▶ Requirement
Using the listing below, retype exactly the lines starting at the one with "use reqwest::redirect::Policy;" and ending at the one with "the binary outcome.", and include both.

▶ Provided data
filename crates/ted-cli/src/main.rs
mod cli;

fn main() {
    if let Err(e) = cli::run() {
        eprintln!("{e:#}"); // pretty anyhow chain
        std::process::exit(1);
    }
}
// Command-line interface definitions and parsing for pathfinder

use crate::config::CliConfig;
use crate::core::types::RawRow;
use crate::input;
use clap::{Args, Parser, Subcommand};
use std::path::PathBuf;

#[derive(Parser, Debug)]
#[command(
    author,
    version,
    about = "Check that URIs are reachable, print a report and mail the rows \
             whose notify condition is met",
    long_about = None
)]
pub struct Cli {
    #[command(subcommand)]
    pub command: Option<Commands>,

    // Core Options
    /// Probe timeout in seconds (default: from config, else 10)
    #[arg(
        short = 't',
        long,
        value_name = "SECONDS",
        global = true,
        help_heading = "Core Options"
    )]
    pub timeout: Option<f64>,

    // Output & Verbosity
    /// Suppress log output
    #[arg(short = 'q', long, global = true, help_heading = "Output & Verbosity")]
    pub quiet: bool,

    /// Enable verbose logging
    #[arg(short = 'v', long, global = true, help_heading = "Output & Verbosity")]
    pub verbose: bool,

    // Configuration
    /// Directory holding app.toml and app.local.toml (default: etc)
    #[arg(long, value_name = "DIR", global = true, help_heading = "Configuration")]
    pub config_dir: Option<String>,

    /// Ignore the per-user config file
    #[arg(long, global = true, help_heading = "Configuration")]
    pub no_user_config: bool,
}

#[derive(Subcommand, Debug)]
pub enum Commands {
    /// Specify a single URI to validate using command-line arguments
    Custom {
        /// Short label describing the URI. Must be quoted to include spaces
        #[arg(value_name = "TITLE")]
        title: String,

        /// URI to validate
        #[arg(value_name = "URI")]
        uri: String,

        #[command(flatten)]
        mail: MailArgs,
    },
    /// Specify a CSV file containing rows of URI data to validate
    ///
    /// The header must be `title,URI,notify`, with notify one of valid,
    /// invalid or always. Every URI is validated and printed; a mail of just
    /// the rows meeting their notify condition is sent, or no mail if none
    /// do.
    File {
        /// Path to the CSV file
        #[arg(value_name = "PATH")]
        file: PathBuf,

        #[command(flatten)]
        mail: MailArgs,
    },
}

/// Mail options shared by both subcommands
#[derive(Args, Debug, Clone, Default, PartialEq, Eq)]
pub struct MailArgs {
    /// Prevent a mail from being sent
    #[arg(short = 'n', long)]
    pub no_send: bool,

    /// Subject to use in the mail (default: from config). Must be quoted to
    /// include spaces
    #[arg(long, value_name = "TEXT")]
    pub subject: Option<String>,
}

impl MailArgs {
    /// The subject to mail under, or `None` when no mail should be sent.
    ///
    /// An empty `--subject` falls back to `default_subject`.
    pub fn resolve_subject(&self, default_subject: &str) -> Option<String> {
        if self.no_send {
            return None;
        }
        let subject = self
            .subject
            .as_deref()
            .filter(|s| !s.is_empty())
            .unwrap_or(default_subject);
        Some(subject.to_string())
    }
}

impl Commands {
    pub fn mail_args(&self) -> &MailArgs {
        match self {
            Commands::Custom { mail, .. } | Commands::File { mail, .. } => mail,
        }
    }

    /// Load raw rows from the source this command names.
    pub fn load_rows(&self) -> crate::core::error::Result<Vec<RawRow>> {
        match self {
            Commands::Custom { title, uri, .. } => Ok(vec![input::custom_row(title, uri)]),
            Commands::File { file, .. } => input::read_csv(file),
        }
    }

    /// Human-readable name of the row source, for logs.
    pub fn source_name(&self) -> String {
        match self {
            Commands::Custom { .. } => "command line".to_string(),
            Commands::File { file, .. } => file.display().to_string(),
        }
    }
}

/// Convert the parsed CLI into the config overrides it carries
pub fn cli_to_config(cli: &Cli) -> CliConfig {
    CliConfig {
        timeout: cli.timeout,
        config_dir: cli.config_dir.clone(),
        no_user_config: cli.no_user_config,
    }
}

==

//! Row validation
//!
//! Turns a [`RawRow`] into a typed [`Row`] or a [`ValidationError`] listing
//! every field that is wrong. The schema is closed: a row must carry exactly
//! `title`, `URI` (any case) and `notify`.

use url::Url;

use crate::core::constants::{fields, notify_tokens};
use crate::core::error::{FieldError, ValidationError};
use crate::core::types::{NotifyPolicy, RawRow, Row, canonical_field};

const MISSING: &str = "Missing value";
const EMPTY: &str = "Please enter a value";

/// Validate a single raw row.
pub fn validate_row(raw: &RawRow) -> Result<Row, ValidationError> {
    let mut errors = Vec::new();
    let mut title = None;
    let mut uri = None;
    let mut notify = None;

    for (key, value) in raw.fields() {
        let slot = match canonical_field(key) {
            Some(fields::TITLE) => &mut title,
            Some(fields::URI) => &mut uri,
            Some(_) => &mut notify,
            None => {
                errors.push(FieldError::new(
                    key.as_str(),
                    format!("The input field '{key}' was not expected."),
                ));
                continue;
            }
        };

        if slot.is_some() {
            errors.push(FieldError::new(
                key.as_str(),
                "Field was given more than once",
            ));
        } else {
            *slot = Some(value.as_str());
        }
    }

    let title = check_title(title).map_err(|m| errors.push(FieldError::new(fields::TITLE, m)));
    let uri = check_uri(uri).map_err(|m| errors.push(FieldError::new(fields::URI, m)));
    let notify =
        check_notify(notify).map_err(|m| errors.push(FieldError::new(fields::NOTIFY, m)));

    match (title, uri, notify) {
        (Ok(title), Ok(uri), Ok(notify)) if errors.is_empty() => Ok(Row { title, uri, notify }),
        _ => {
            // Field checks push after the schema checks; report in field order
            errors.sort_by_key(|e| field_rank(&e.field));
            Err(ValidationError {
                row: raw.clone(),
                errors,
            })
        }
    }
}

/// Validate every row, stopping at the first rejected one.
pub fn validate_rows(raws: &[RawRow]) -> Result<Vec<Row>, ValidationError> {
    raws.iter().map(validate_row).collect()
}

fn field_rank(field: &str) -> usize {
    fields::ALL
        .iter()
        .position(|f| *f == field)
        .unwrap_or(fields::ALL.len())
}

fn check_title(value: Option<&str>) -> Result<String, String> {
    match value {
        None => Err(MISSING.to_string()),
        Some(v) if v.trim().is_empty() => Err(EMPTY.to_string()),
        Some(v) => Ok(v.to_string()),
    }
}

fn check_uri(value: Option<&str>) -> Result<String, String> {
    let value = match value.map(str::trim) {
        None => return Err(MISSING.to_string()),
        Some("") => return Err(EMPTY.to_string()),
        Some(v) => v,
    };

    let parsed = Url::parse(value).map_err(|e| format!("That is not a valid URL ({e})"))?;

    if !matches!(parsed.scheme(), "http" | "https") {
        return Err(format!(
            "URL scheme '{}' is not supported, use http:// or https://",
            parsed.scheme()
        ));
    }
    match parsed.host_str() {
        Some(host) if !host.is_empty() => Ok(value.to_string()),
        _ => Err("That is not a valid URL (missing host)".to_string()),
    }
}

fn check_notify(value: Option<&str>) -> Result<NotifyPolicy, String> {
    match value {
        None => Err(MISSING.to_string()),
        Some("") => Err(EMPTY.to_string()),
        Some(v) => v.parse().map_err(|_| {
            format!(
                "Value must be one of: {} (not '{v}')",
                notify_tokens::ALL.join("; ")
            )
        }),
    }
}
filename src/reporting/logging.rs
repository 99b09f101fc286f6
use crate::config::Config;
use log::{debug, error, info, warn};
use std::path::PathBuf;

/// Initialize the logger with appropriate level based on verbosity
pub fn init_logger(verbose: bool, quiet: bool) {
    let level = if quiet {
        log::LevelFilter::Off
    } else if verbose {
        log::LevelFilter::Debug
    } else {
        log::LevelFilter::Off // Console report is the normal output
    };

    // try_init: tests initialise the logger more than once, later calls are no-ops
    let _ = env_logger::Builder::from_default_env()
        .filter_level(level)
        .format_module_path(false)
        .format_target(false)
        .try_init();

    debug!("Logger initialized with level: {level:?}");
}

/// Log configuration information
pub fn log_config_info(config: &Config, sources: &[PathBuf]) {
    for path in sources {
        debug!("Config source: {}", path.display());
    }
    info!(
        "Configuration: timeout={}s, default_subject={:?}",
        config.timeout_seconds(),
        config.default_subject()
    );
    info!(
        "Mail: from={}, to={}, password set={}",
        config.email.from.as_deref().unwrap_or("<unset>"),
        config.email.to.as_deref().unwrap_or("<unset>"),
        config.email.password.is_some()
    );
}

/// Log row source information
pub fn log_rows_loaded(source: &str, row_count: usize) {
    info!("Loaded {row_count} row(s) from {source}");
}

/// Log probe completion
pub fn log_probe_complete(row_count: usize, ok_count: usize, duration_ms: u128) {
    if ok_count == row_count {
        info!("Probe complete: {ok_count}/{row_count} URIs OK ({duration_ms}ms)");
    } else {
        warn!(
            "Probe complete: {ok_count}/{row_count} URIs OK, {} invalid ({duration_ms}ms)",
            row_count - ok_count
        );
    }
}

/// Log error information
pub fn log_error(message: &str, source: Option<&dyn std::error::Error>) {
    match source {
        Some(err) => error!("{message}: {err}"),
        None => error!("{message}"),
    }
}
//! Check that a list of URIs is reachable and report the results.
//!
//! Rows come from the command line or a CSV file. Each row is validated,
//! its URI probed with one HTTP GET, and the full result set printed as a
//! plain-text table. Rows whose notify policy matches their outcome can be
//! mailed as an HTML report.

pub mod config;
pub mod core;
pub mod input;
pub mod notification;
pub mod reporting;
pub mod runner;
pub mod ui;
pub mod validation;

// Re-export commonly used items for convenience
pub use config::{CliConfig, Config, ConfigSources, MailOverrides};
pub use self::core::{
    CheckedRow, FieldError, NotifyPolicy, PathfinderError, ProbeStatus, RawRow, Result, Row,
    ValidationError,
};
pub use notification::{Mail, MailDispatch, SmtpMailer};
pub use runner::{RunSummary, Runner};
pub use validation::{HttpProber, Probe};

...

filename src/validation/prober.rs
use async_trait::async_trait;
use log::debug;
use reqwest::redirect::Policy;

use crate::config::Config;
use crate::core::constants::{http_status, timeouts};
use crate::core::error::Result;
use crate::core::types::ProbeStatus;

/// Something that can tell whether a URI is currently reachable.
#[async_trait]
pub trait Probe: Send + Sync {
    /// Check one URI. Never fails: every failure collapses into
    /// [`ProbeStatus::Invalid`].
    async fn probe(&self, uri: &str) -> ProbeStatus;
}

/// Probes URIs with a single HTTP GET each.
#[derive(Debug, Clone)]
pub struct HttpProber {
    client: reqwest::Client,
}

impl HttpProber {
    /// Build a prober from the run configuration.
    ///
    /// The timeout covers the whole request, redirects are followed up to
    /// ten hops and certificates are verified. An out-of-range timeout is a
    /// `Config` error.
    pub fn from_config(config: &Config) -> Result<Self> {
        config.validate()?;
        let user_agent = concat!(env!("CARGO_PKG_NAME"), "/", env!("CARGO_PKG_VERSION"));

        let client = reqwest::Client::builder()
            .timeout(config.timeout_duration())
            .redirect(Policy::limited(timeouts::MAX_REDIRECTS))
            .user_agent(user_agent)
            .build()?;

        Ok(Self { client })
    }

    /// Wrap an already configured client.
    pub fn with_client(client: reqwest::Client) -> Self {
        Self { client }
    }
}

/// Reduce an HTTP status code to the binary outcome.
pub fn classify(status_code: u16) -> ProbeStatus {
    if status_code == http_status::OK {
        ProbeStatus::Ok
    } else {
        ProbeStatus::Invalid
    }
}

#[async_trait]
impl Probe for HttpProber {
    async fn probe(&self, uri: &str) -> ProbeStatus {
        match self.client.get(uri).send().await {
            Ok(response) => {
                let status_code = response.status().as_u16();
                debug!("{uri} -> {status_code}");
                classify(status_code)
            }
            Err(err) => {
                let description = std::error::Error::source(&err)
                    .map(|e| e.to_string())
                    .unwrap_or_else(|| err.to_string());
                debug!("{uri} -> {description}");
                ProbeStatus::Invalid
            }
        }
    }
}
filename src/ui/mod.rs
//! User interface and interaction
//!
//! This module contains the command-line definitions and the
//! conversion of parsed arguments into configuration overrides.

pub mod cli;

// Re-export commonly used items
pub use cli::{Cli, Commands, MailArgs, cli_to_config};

▶ Exercise answer
use reqwest::redirect::Policy;

use crate::config::Config;
use crate::core::constants::{http_status, timeouts};
use crate::core::error::Result;
use crate::core::types::ProbeStatus;

/// Something that can tell whether a URI is currently reachable.
#[async_trait]
pub trait Probe: Send + Sync {
    /// Check one URI. Never fails: every failure collapses into
    /// [`ProbeStatus::Invalid`].
    async fn probe(&self, uri: &str) -> ProbeStatus;
}

/// Probes URIs with a single HTTP GET each.
#[derive(Debug, Clone)]
pub struct HttpProber {
    client: reqwest::Client,
}

impl HttpProber {
    /// Build a prober from the run configuration.
    ///
    /// The timeout covers the whole request, redirects are followed up to
    /// ten hops and certificates are verified. An out-of-range timeout is a
    /// `Config` error.
    pub fn from_config(config: &Config) -> Result<Self> {
        config.validate()?;
        let user_agent = concat!(env!("CARGO_PKG_NAME"), "/", env!("CARGO_PKG_VERSION"));

        let client = reqwest::Client::builder()
            .timeout(config.timeout_duration())
            .redirect(Policy::limited(timeouts::MAX_REDIRECTS))
            .user_agent(user_agent)
            .build()?;

        Ok(Self { client })
    }

    /// Wrap an already configured client.
    pub fn with_client(client: reqwest::Client) -> Self {
        Self { client }
    }
}

/// Reduce an HTTP status code to the binary outcome.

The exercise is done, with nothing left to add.